### Your goal
Count every line in the entries that follow where the word "Arguments" appears, then state only the total.

### Record excerpts
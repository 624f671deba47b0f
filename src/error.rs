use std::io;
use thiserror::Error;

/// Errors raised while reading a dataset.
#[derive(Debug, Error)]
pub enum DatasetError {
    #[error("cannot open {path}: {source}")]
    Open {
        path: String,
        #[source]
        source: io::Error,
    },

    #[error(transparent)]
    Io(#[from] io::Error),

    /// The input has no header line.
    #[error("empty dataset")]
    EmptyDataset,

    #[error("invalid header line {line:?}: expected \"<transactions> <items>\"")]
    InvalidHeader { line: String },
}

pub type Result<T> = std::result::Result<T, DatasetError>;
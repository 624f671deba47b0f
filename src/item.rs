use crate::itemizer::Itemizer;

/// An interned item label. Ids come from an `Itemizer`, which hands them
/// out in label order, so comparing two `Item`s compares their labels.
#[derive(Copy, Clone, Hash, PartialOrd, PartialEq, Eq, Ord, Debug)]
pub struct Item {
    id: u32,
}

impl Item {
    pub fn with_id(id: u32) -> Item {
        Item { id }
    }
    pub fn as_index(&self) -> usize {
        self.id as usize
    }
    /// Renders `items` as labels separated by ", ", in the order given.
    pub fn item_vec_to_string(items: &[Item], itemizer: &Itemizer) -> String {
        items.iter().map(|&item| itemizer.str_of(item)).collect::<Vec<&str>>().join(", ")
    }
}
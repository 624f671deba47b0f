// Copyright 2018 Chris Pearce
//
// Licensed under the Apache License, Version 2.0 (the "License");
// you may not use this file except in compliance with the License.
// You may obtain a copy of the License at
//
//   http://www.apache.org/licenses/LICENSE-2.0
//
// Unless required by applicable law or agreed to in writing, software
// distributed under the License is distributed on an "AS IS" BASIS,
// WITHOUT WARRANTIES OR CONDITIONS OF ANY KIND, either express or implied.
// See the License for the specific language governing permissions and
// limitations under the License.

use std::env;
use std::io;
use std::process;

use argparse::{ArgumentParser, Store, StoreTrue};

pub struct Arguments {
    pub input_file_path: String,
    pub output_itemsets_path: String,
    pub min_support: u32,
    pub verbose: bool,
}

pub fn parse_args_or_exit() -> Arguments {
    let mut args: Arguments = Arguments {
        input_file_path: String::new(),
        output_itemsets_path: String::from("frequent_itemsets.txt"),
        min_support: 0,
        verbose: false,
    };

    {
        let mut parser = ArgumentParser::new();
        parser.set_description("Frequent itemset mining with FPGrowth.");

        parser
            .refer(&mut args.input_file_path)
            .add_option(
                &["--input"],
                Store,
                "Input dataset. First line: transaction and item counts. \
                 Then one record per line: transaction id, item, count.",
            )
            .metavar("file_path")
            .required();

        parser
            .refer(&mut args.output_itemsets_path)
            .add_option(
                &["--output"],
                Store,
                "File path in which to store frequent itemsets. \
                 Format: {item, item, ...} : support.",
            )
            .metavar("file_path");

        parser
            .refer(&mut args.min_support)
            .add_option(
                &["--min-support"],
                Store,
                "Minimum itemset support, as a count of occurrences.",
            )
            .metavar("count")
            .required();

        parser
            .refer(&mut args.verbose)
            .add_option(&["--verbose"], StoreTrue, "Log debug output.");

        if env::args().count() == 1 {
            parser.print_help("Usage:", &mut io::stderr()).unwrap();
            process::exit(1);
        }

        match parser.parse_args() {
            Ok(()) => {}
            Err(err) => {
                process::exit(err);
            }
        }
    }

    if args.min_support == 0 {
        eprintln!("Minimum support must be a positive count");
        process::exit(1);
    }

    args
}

* * *

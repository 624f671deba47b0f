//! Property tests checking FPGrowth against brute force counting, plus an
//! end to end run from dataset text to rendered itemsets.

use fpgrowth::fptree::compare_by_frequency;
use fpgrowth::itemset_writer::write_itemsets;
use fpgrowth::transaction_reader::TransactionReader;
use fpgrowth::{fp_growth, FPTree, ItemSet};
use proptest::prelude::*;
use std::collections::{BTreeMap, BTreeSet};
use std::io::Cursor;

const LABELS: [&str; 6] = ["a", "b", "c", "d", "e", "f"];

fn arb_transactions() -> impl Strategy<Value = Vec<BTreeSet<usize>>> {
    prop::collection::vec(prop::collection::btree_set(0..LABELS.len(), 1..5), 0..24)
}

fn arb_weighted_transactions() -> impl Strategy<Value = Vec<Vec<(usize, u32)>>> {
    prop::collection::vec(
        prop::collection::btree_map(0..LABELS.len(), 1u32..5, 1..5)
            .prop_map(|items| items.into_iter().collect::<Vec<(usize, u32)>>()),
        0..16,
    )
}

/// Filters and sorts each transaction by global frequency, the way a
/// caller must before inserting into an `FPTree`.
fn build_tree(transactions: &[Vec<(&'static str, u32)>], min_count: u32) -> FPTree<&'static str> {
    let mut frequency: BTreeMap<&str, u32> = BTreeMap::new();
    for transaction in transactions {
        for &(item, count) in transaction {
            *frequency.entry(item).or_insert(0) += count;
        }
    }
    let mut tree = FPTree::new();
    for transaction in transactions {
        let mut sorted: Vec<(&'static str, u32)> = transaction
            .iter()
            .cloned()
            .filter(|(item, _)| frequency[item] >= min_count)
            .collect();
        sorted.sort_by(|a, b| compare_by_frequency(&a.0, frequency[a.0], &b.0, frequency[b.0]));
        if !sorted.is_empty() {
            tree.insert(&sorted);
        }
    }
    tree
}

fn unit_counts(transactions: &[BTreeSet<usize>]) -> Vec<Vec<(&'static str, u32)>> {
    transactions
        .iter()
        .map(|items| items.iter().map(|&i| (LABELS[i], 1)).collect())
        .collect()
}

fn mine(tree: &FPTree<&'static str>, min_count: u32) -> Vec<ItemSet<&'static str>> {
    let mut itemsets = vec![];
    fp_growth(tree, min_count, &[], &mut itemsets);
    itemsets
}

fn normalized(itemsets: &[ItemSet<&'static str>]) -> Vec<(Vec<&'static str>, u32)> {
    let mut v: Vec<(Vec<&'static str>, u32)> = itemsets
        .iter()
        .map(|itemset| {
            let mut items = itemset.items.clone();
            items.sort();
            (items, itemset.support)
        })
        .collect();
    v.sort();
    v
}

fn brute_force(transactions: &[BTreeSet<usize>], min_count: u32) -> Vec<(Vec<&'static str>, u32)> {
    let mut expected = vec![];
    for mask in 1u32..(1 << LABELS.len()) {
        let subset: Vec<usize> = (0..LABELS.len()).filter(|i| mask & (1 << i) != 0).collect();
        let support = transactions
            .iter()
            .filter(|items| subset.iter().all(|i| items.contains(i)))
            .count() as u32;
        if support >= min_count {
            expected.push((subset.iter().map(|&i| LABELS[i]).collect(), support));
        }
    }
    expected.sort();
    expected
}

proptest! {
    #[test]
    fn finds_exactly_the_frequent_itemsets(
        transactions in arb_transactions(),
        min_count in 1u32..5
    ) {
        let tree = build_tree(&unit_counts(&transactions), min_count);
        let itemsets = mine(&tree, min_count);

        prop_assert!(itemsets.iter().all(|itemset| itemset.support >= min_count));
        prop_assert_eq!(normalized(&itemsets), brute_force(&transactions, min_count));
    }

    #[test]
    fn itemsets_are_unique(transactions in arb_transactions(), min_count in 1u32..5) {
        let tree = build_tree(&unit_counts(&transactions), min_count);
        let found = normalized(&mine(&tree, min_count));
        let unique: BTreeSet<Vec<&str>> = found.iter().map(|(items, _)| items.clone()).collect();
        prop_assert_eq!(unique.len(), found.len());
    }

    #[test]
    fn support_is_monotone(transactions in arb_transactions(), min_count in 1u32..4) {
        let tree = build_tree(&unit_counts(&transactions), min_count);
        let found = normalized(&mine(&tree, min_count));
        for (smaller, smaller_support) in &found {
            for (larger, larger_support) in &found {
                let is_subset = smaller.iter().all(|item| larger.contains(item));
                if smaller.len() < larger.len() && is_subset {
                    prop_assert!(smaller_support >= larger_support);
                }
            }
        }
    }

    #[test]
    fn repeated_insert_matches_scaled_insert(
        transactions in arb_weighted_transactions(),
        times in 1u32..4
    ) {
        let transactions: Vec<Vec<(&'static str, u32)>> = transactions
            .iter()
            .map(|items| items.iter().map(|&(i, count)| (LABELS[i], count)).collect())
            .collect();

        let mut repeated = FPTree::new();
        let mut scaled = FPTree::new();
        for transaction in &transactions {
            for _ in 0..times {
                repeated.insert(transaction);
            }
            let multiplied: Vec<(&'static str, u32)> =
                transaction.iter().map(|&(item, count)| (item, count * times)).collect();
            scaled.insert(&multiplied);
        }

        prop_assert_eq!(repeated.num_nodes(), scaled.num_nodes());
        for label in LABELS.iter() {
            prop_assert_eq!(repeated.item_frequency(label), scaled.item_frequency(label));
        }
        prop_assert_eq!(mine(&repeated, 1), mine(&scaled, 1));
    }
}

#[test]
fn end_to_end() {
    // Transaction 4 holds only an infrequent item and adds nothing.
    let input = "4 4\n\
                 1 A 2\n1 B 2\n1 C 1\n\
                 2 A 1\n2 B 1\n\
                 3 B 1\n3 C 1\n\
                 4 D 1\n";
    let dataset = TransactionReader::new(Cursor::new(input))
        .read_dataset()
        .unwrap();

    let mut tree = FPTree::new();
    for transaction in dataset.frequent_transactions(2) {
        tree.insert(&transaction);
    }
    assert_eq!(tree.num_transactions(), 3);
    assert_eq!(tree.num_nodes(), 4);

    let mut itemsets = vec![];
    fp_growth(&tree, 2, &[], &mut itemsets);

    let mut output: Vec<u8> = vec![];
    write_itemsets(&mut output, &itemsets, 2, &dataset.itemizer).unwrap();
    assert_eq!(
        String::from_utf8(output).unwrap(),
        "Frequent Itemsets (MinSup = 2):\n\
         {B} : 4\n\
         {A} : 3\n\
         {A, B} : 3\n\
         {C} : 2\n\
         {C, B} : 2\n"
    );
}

### Answer below
3